Sir these are my Computer details is there any problem


----------



## Triple6 (Dec 26, 2002)

Well it's old and has really low specs. Have you tried a PS2 keyboard?


----------



## plodr (Jun 27, 2014)

Poor specs RAM: 1013 Mb
I would not run Win 7 on less than 4GB RAM; it will run on 2 but not great. You are trying to run on less than 1GB of RAM.

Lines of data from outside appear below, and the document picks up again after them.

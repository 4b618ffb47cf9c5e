//! The general-purpose register cache. The tracer is a 64-bit process, so
//! the kernel always hands us the native (x86-64) `user_regs_struct`; a
//! 32-bit tracee's registers appear in the low halves with the compat
//! segment selectors. The arch tag rides along so syscall-argument and
//! user-area-offset mapping can follow the tracee's ABI.

use crate::{
    kernel_abi::SupportedArch,
    remote_code_ptr::RemoteCodePtr,
    remote_ptr::{RemotePtr, Void},
};
use libc::user_regs_struct;
use std::{
    fmt::{self, Debug, Formatter},
    mem::size_of,
};

pub const X86_TF_FLAG: usize = 0x100;

/// Values the kernel uses for interrupted-syscall restarts; a syscall
/// result in this set means "will restart".
const ERESTARTSYS: isize = 512;
const ERESTARTNOINTR: isize = 513;
const ERESTARTNOHAND: isize = 514;
const ERESTART_RESTARTBLOCK: isize = 516;

/// The i386 user_regs_struct layout, needed when a tracee manipulates
/// another 32-bit tracee through ptrace.
#[repr(C)]
#[derive(Copy, Clone, Default)]
pub struct X86UserRegs {
    pub ebx: i32,
    pub ecx: i32,
    pub edx: i32,
    pub esi: i32,
    pub edi: i32,
    pub ebp: i32,
    pub eax: i32,
    pub xds: i32,
    pub xes: i32,
    pub xfs: i32,
    pub xgs: i32,
    pub orig_eax: i32,
    pub eip: i32,
    pub xcs: i32,
    pub eflags: i32,
    pub esp: i32,
    pub xss: i32,
}

const_assert_eq!(size_of::<X86UserRegs>(), 17 * 4);

#[derive(Copy, Clone)]
pub struct Registers {
    arch: SupportedArch,
    u: user_regs_struct,
}

impl Registers {
    pub fn new(arch: SupportedArch) -> Registers {
        Registers {
            arch,
            u: unsafe { std::mem::zeroed() },
        }
    }

    pub fn arch(&self) -> SupportedArch {
        self.arch
    }

    pub fn set_arch(&mut self, arch: SupportedArch) {
        self.arch = arch;
    }

    pub fn set_from_ptrace(&mut self, ptrace_regs: &user_regs_struct) {
        self.u = *ptrace_regs;
    }

    pub fn get_ptrace(&self) -> user_regs_struct {
        self.u
    }

    /// Install a register file laid out for `arch`, as written by a tracee
    /// performing ptrace on another tracee.
    pub fn set_from_ptrace_for_arch(&mut self, arch: SupportedArch, data: &[u8]) {
        match arch {
            SupportedArch::X64 => {
                debug_assert_eq!(data.len(), size_of::<user_regs_struct>());
                let mut regs: user_regs_struct = unsafe { std::mem::zeroed() };
                unsafe {
                    std::ptr::copy_nonoverlapping(
                        data.as_ptr(),
                        &mut regs as *mut _ as *mut u8,
                        size_of::<user_regs_struct>(),
                    );
                }
                self.u = regs;
            }
            SupportedArch::X86 => {
                debug_assert_eq!(data.len(), size_of::<X86UserRegs>());
                let mut regs = X86UserRegs::default();
                unsafe {
                    std::ptr::copy_nonoverlapping(
                        data.as_ptr(),
                        &mut regs as *mut _ as *mut u8,
                        size_of::<X86UserRegs>(),
                    );
                }
                self.u.rbx = regs.ebx as u32 as u64;
                self.u.rcx = regs.ecx as u32 as u64;
                self.u.rdx = regs.edx as u32 as u64;
                self.u.rsi = regs.esi as u32 as u64;
                self.u.rdi = regs.edi as u32 as u64;
                self.u.rbp = regs.ebp as u32 as u64;
                self.u.rax = regs.eax as u32 as u64;
                self.u.orig_rax = regs.orig_eax as i64 as u64;
                self.u.rip = regs.eip as u32 as u64;
                self.u.eflags = regs.eflags as u32 as u64;
                self.u.rsp = regs.esp as u32 as u64;
                self.u.cs = regs.xcs as u32 as u64;
                self.u.ss = regs.xss as u32 as u64;
                self.u.ds = regs.xds as u32 as u64;
                self.u.es = regs.xes as u32 as u64;
                self.u.fs = regs.xfs as u32 as u64;
                self.u.gs = regs.xgs as u32 as u64;
            }
        }
        self.arch = arch;
    }

    pub fn ip(&self) -> RemoteCodePtr {
        RemoteCodePtr::new(self.u.rip as usize)
    }

    pub fn set_ip(&mut self, addr: RemoteCodePtr) {
        self.u.rip = addr.as_usize() as u64;
    }

    pub fn sp(&self) -> RemotePtr<Void> {
        RemotePtr::new(self.u.rsp as usize)
    }

    pub fn set_sp(&mut self, addr: RemotePtr<Void>) {
        self.u.rsp = addr.as_usize() as u64;
    }

    /// The syscall number for a syscall currently being entered, or the
    /// result once it has exited.
    pub fn syscallno(&self) -> isize {
        self.u.rax as isize
    }

    pub fn set_syscallno(&mut self, syscallno: isize) {
        self.u.rax = syscallno as u64;
    }

    /// The syscall number saved by the kernel at syscall entry; survives
    /// the result overwriting ax.
    pub fn original_syscallno(&self) -> isize {
        self.u.orig_rax as isize
    }

    pub fn set_original_syscallno(&mut self, syscallno: isize) {
        self.u.orig_rax = syscallno as u64;
    }

    pub fn syscall_result(&self) -> usize {
        self.u.rax as usize
    }

    pub fn syscall_result_signed(&self) -> isize {
        self.u.rax as isize
    }

    pub fn set_syscall_result(&mut self, result: usize) {
        self.u.rax = result as u64;
    }

    pub fn set_syscall_result_signed(&mut self, result: isize) {
        self.u.rax = result as u64;
    }

    pub fn syscall_failed(&self) -> bool {
        let result = self.syscall_result_signed();
        (-4096..0).contains(&result)
    }

    pub fn syscall_may_restart(&self) -> bool {
        matches!(
            -self.syscall_result_signed(),
            ERESTARTSYS | ERESTARTNOINTR | ERESTARTNOHAND | ERESTART_RESTARTBLOCK
        )
    }

    pub fn flags(&self) -> usize {
        self.u.eflags as usize
    }

    pub fn set_flags(&mut self, value: usize) {
        self.u.eflags = value as u64;
    }

    pub fn singlestep_flag(&self) -> bool {
        self.flags() & X86_TF_FLAG != 0
    }

    pub fn clear_singlestep_flag(&mut self) {
        let flags = self.flags() & !X86_TF_FLAG;
        self.set_flags(flags);
    }

    pub fn cs(&self) -> usize {
        self.u.cs as usize
    }

    pub fn cx(&self) -> usize {
        self.u.rcx as usize
    }

    pub fn set_cx(&mut self, value: usize) {
        self.u.rcx = value as u64;
    }

    pub fn set_r8(&mut self, value: u64) {
        self.u.r8 = value;
    }

    pub fn set_r9(&mut self, value: u64) {
        self.u.r9 = value;
    }

    pub fn set_r10(&mut self, value: u64) {
        self.u.r10 = value;
    }

    pub fn set_r11(&mut self, value: u64) {
        self.u.r11 = value;
    }

    pub fn set_fs_base(&mut self, base: u64) {
        self.u.fs_base = base;
    }

    pub fn set_gs_base(&mut self, base: u64) {
        self.u.gs_base = base;
    }

    pub fn fs_base(&self) -> u64 {
        self.u.fs_base
    }

    pub fn gs_base(&self) -> u64 {
        self.u.gs_base
    }

    pub fn arg1(&self) -> usize {
        self.arg(1)
    }
    pub fn arg1_signed(&self) -> isize {
        self.arg(1) as isize
    }
    pub fn arg2(&self) -> usize {
        self.arg(2)
    }
    pub fn arg2_signed(&self) -> isize {
        self.arg(2) as isize
    }
    pub fn arg3(&self) -> usize {
        self.arg(3)
    }
    pub fn arg3_signed(&self) -> isize {
        self.arg(3) as isize
    }
    pub fn arg4(&self) -> usize {
        self.arg(4)
    }
    pub fn arg4_signed(&self) -> isize {
        self.arg(4) as isize
    }
    pub fn arg5(&self) -> usize {
        self.arg(5)
    }
    pub fn arg6(&self) -> usize {
        self.arg(6)
    }

    /// Syscall arguments follow the tracee ABI: rdi/rsi/rdx/r10/r8/r9 on
    /// x86-64, ebx/ecx/edx/esi/edi/ebp on x86.
    pub fn arg(&self, index: usize) -> usize {
        let v = match (self.arch, index) {
            (SupportedArch::X64, 1) => self.u.rdi,
            (SupportedArch::X64, 2) => self.u.rsi,
            (SupportedArch::X64, 3) => self.u.rdx,
            (SupportedArch::X64, 4) => self.u.r10,
            (SupportedArch::X64, 5) => self.u.r8,
            (SupportedArch::X64, 6) => self.u.r9,
            (SupportedArch::X86, 1) => self.u.rbx,
            (SupportedArch::X86, 2) => self.u.rcx,
            (SupportedArch::X86, 3) => self.u.rdx,
            (SupportedArch::X86, 4) => self.u.rsi,
            (SupportedArch::X86, 5) => self.u.rdi,
            (SupportedArch::X86, 6) => self.u.rbp,
            _ => panic!("syscall arg {} out of range", index),
        };
        v as usize
    }

    pub fn set_arg(&mut self, index: usize, value: usize) {
        let value = value as u64;
        match (self.arch, index) {
            (SupportedArch::X64, 1) => self.u.rdi = value,
            (SupportedArch::X64, 2) => self.u.rsi = value,
            (SupportedArch::X64, 3) => self.u.rdx = value,
            (SupportedArch::X64, 4) => self.u.r10 = value,
            (SupportedArch::X64, 5) => self.u.r8 = value,
            (SupportedArch::X64, 6) => self.u.r9 = value,
            (SupportedArch::X86, 1) => self.u.rbx = value,
            (SupportedArch::X86, 2) => self.u.rcx = value,
            (SupportedArch::X86, 3) => self.u.rdx = value,
            (SupportedArch::X86, 4) => self.u.rsi = value,
            (SupportedArch::X86, 5) => self.u.rdi = value,
            (SupportedArch::X86, 6) => self.u.rbp = value,
            _ => panic!("syscall arg {} out of range", index),
        }
    }

    pub fn set_arg1(&mut self, value: usize) {
        self.set_arg(1, value);
    }
    pub fn set_arg2(&mut self, value: usize) {
        self.set_arg(2, value);
    }
    pub fn set_arg3(&mut self, value: usize) {
        self.set_arg(3, value);
    }
    pub fn set_arg4(&mut self, value: usize) {
        self.set_arg(4, value);
    }
    pub fn set_arg5(&mut self, value: usize) {
        self.set_arg(5, value);
    }
    pub fn set_arg6(&mut self, value: usize) {
        self.set_arg(6, value);
    }

    /// Emulate a POKEUSER write landing inside the GP register area of the
    /// tracee-arch `user` struct.
    pub fn write_register_by_user_offset(&mut self, offset: usize, value: usize) {
        match self.arch {
            SupportedArch::X64 => {
                if offset % 8 != 0 || offset >= size_of::<user_regs_struct>() {
                    return;
                }
                let regs =
                    unsafe { &mut *(&mut self.u as *mut user_regs_struct as *mut [u64; 27]) };
                regs[offset / 8] = value as u64;
            }
            SupportedArch::X86 => {
                if offset % 4 != 0 || offset >= size_of::<X86UserRegs>() {
                    return;
                }
                let value = value as u32 as u64;
                match offset / 4 {
                    0 => self.u.rbx = value,
                    1 => self.u.rcx = value,
                    2 => self.u.rdx = value,
                    3 => self.u.rsi = value,
                    4 => self.u.rdi = value,
                    5 => self.u.rbp = value,
                    6 => self.u.rax = value,
                    7 => self.u.ds = value,
                    8 => self.u.es = value,
                    9 => self.u.fs = value,
                    10 => self.u.gs = value,
                    11 => self.u.orig_rax = value,
                    12 => self.u.rip = value,
                    13 => self.u.cs = value,
                    14 => self.u.eflags = value,
                    15 => self.u.rsp = value,
                    16 => self.u.ss = value,
                    _ => (),
                }
            }
        }
    }

    /// Bit-for-bit equality of the ABI-visible register file.
    pub fn matches(&self, other: &Registers) -> bool {
        let a = crate::util::u8_slice(&self.u);
        let b = crate::util::u8_slice(&other.u);
        a == b
    }
}

impl Debug for Registers {
    fn fmt(&self, f: &mut Formatter<'_>) -> fmt::Result {
        write!(
            f,
            "{{arch: {:?}, ip: {}, sp: {}, ax: {:#x}, orig_ax: {:#x}, flags: {:#x}}}",
            self.arch,
            self.ip(),
            self.sp(),
            self.u.rax,
            self.u.orig_rax,
            self.u.eflags
        )
    }
}

#[cfg(test)]
mod tests {
    use super::*;

    #[test]
    fn args_follow_tracee_abi() {
        let mut r = Registers::new(SupportedArch::X64);
        for i in 1..=6 {
            r.set_arg(i, 0x100 + i);
        }
        for i in 1..=6 {
            assert_eq!(0x100 + i, r.arg(i));
        }

        let mut r32 = Registers::new(SupportedArch::X86);
        r32.set_arg1(0xdead);
        // arg1 on x86 is ebx; on x64 it would be rdi.
        assert_eq!(0xdead, r32.arg(1));
        r32.set_arch(SupportedArch::X64);
        assert_ne!(0xdead, r32.arg(1));
    }

    #[test]
    fn set_get_round_trip_is_bit_exact() {
        let mut a = Registers::new(SupportedArch::X64);
        a.set_ip(RemoteCodePtr::new(0x7000_1234));
        a.set_sp(RemotePtr::new(0x7fff_0000));
        a.set_syscallno(59);
        a.set_original_syscallno(59);
        a.set_flags(0x246);
        let ptrace_regs = a.get_ptrace();
        let mut b = Registers::new(SupportedArch::X64);
        b.set_from_ptrace(&ptrace_regs);
        assert!(a.matches(&b));
    }

    #[test]
    fn singlestep_flag() {
        let mut r = Registers::new(SupportedArch::X64);
        r.set_flags(0x246 | X86_TF_FLAG);
        assert!(r.singlestep_flag());
        r.clear_singlestep_flag();
        assert!(!r.singlestep_flag());
        assert_eq!(0x246, r.flags());
    }

    #[test]
    fn syscall_failure_boundaries() {
        let mut r = Registers::new(SupportedArch::X64);
        r.set_syscall_result_signed(-1);
        assert!(r.syscall_failed());
        r.set_syscall_result_signed(-4095);
        assert!(r.syscall_failed());
        r.set_syscall_result_signed(0);
        assert!(!r.syscall_failed());
        r.set_syscall_result_signed(-4097);
        assert!(!r.syscall_failed());
        r.set_syscall_result_signed(-(ERESTARTSYS));
        assert!(r.syscall_may_restart());
    }

    #[test]
    fn x86_register_file_conversion() {
        let mut regs32 = X86UserRegs::default();
        regs32.eax = -38; // ENOSYS
        regs32.eip = 0x0804_8000u32 as i32;
        regs32.ebx = 7;
        let bytes =
            unsafe { std::slice::from_raw_parts(&regs32 as *const _ as *const u8, 17 * 4) };
        let mut r = Registers::new(SupportedArch::X64);
        r.set_from_ptrace_for_arch(SupportedArch::X86, bytes);
        assert_eq!(SupportedArch::X86, r.arch());
        assert_eq!(0x0804_8000, r.ip().as_usize());
        assert_eq!(7, r.arg(1));
    }
}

Why are there so many hard drives or partitions?
C: 29 GB (9 GB Free); D: 38 GB (2 GB Free); E: 9 GB (8 GB Free); F: 39 GB (26 GB Free); G: 31 GB (2 GB Free);

D has only 5% free (should have 15 - 20%)
G has only 6% free.


----------



## mk6229478 (Jun 24, 2017)

plodr said:


> Poor specs RAM: 1013 Mb
> I would not run Win 7 on less than 4GB RAM; it will run on 2 but not great. You are trying to run on less than 1GB of RAM.
> 
> Why are there so many hard drives or partitions?
> ...


Sir, I know my RAM is 1GB ,But when i installed windows 7 then my pc done well, but whe i wanted to reinstall window xp then a dialogue box appeared and said that "*setup cannot continued because version of windows installed is newer than version in cd " *
and these too many partitions are because there is a dual boot system
One is Windows 7 pro and other is windows 8.1 pro
And the reason of low space is that there are too many software in it like JDK,synfig studio,sketchup,blender 7.o,
Oracle Virtual machine,turbo c++,java emulator,photoscape,adobe photoshope 7,power iso,microsoft office 2010,fotor and also have too many video games gta san andreas,gta vice city,gta 3.


----------



## mk6229478 (Jun 24, 2017)

Triple6 said:


> Have you tried a PS2 keyboard?


Sir, i am unable to use it because i don't have any round pin or din-in keyboard.


----------



## saikee (Jun 11, 2004)

My experience is in line with Triple6.

Linux will always be able to work with a ps2 keyboard but usb keyboards could be a problem before the system was standardised.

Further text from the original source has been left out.